Le président de la formation de jugement a dispensé la rapporteure publique, sur sa proposition, de prononcer des conclusions à l'audience.
Les parties ont été régulièrement averties du jour de l'audience.
Le rapport de Mme Ghiandoni a été entendu au cours de l'audience publique.
Considérant ce qui suit :
1. Mme B, ressortissante béninoise née le 9 juin 1984, est entrée en France le 12 février 2018 sous couvert d'un passeport revêtu d'un visa Schengen de court séjour et a bénéficié d'un titre de séjour en qualité d'étranger malade du 19 avril 2019 au 18 avril 2020. Elle a sollicité, le 9 juin 2020, le renouvellement de ce titre de séjour sur le fondement de l'article L. 313-11, 11° du code de l'entrée et du séjour des étrangers et du droit d'asile alors en vigueur. Par un arrêté du 8 février 2021, le préfet des Yvelines a refusé de lui délivrer le titre demandé, l'a obligée à quitter le territoire français dans le délai de trente jours et a fixé le pays de destination. Par un arrêt du 26 août 2022 n°21VE02789, la cour administrative d'appel de Versailles a annulé l'arrêté du 8 février 2021 et enjoint au préfet des Yvelines de réexaminer la situation de Mme B. Par un arrêté du 30 octobre 2023, le préfet des Yvelines a réitéré son refus de délivrer un titre de séjour à Mme B, lui a fait obligation de quitter le territoire français dans un délai de trente jours et a fixé le pays à destination duquel elle pourrait être reconduite. Par la requête visée ci-dessus, Mme B sollicite l'annulation de cet arrêté en tant qu'il refuse de lui délivrer un titre de séjour et lui fait obligation de quitter le territoire français.
2. En premier lieu, l'arrêté attaqué, qui mentionne plusieurs éléments de fait propres à la situation personnelle de l'intéressée, mais qui n'a pas à en énoncer tous les éléments, expose avec une précision suffisante les considérations de droit et de fait sur lesquelles le préfet s'est fondé pour prononcer le refus de titre de séjour. En particulier, il relève que dans son avis du 23 janvier 2023, le collège des médecins de l'Office français de l'immigration et l'intégration (OFII) a estimé que l'état de santé de la requérante ne nécessitait pas une prise en charge dont le défaut pourrait entrainer des conséquences d'une exceptionnelle gravité et il ajoute que " après un examen approfondi de la situation, aucun élément du dossier ni aucune circonstance particulière ne justifie de s'écarter de cet avis ". Dès lors, le moyen tiré de l'insuffisance de motivation doit être écarté.
3. En deuxième lieu, compte tenu de ce qui vient d'être exposé au point précédent du présent jugement et à supposer que Mme B ait entendu soulever ce moyen, elle n'est pas fondée à soutenir que le préfet des Yvelines s'est estimé, à tort, en situation de compétence liée.
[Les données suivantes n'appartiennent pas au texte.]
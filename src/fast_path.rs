//! Positional comparison for inputs too large for smart matching.
//!
//! Line `i` of the modified text is compared with line `i` of the original,
//! with no realignment and no char diffing. Any changed line is marked added
//! in full.

use crate::lines;
use crate::render::{Rendered, RenderedLine};

/// Line count above which the fast path is taken
pub const DEFAULT_MAX_LINES: usize = 50;
/// Combined char count of both texts above which the fast path is taken
pub const DEFAULT_MAX_CHARS: usize = 5000;
/// Average chars per line above which the fast path is taken
pub const DEFAULT_MAX_AVG_LINE_LENGTH: usize = 150;

/// Size limits past which comparisons fall back to the positional fast path
#[derive(Debug, Clone, Copy, PartialEq, Eq)]
pub struct FastPathThresholds {
    pub max_lines: usize,
    pub max_chars: usize,
    pub max_avg_line_length: usize,
}

impl Default for FastPathThresholds {
    fn default() -> Self {
        Self {
            max_lines: DEFAULT_MAX_LINES,
            max_chars: DEFAULT_MAX_CHARS,
            max_avg_line_length: DEFAULT_MAX_AVG_LINE_LENGTH,
        }
    }
}

impl FastPathThresholds {
    /// Whether comparing these two texts should skip smart matching.
    ///
    /// Lines are the larger of the two line counts, chars are summed over
    /// both texts.
    pub fn should_use(&self, original: &str, modified: &str) -> bool {
        let lines = lines::split(original).len().max(lines::split(modified).len());
        let chars = original.chars().count() + modified.chars().count();
        let avg_line_length = chars as f64 / lines as f64;

        lines > self.max_lines
            || chars > self.max_chars
            || avg_line_length > self.max_avg_line_length as f64
    }
}

/// Classify one modified line against the original line at the same index.
pub fn classify(original: &str, modified: &str) -> RenderedLine {
    if modified == original {
        RenderedLine::unchanged(modified)
    } else if original.is_empty() {
        RenderedLine::added(modified)
    } else if modified.is_empty() {
        RenderedLine::blank()
    } else {
        RenderedLine::added(modified)
    }
}

/// Compare two texts line by line by position, one row per modified line.
pub fn compare_positional(original: &str, modified: &str) -> Rendered {
    let original_lines = lines::split(original);

    lines::split(modified)
        .into_iter()
        .enumerate()
        .map(|(i, line)| classify(original_lines.get(i).copied().unwrap_or(""), line))
        .collect()
}
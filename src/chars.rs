//! Character-level diffing between two lines.
//!
//! The engine never diffs characters itself. It talks to a [`CharDiff`]
//! implementation, and ships [`SemanticCharDiff`] as the default: the
//! diff-match-patch port from the `dissimilar` crate, whose semantic cleanup
//! moves fragment boundaries onto word edges and folds away coincidental
//! single-character matches.

use dissimilar::Chunk;

/// Kind of a character-diff fragment
#[derive(Debug, Clone, Copy, PartialEq, Eq)]
pub enum OpKind {
    Equal,
    Insert,
    Delete,
}

/// One fragment of a character diff between two lines
#[derive(Debug, Clone, PartialEq, Eq)]
pub struct DiffOp {
    pub kind: OpKind,
    pub text: String,
}

impl DiffOp {
    pub fn new(kind: OpKind, text: impl Into<String>) -> Self {
        Self {
            kind,
            text: text.into(),
        }
    }

    /// Length of the fragment in chars
    pub fn len(&self) -> usize {
        self.text.chars().count()
    }

    pub fn is_empty(&self) -> bool {
        self.text.is_empty()
    }
}

impl From<Chunk<'_>> for DiffOp {
    fn from(chunk: Chunk<'_>) -> Self {
        match chunk {
            Chunk::Equal(text) => DiffOp::new(OpKind::Equal, text),
            Chunk::Insert(text) => DiffOp::new(OpKind::Insert, text),
            Chunk::Delete(text) => DiffOp::new(OpKind::Delete, text),
        }
    }
}

/// A character-level diff primitive.
///
/// Implementations return fragments in order such that concatenating the
/// `Equal` and `Delete` texts rebuilds `old`, and concatenating the `Equal`
/// and `Insert` texts rebuilds `new`.
pub trait CharDiff {
    fn diff(&self, old: &str, new: &str) -> Vec<DiffOp>;
}

impl<T: CharDiff + ?Sized> CharDiff for &T {
    fn diff(&self, old: &str, new: &str) -> Vec<DiffOp> {
        (**self).diff(old, new)
    }
}

/// Char diff with semantic cleanup, from `dissimilar`
#[derive(Debug, Clone, Copy, Default)]
pub struct SemanticCharDiff;

impl CharDiff for SemanticCharDiff {
    fn diff(&self, old: &str, new: &str) -> Vec<DiffOp> {
        dissimilar::diff(old, new)
            .into_iter()
            .map(DiffOp::from)
            .collect()
    }
}

/// Text that was added and removed between two strings
#[derive(Debug, Clone, Default, PartialEq, Eq)]
pub struct Fragments {
    pub added: Vec<String>,
    pub removed: Vec<String>,
}

/// Collect the inserted and deleted fragments of a char diff, in order.
pub fn changed_fragments(old: &str, new: &str, differ: &impl CharDiff) -> Fragments {
    let mut fragments = Fragments::default();

    for op in differ.diff(old, new) {
        match op.kind {
            OpKind::Insert => fragments.added.push(op.text),
            OpKind::Delete => fragments.removed.push(op.text),
            OpKind::Equal => {}
        }
    }

    fragments
}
4. En troisième lieu, aux termes de l'article L. 425-9 du code de l'entrée et du séjour des étrangers et du droit d'asile : " L'étranger, résidant habituellement en France, dont l'état de santé nécessite une prise en charge médicale dont le défaut pourrait avoir pour lui des conséquences d'une exceptionnelle gravité et qui, eu égard à l'offre de soins et aux caractéristiques du système de santé dans le pays dont il est originaire, ne pourrait pas y bénéficier effectivement d'un traitement approprié, se voit délivrer une carte de séjour temporaire portant la mention ''vie privée et familiale'' d'une durée d'un an. () La décision de délivrer cette carte de séjour est prise par l'autorité administrative après avis d'un collège de médecins du service médical de l'Office français de l'immigration et de l'intégration, dans des conditions définies par décret en Conseil d'Etat. ". Aux termes de l'article R. 425-12 du même code : " Le rapport médical mentionné à l'article R. 425-11 est établi par un médecin de l'Office français de l'immigration et de l'intégration à partir d'un certificat médical établi par le médecin qui suit habituellement le demandeur ou par un médecin praticien hospitalier inscrits au tableau de l'ordre, dans les conditions prévues par l'arrêté mentionné au deuxième alinéa du même article. Le médecin de l'office peut solliciter, le cas échéant, le médecin qui suit habituellement le demandeur ou le médecin praticien hospitalier. Il en informe le demandeur. Il peut également convoquer le demandeur pour l'examiner et faire procéder aux examens estimés nécessaires. / () Le collège peut demander au médecin qui suit habituellement le demandeur, au médecin praticien hospitalier ou au médecin qui a rédigé le rapport de lui communiquer, dans un délai de quinze jours, tout complément d'information. Le demandeur en est simultanément informé. Le collège de médecins peut entendre et, le cas échéant, examiner le demandeur et faire procéder aux examens estimés nécessaires. () ".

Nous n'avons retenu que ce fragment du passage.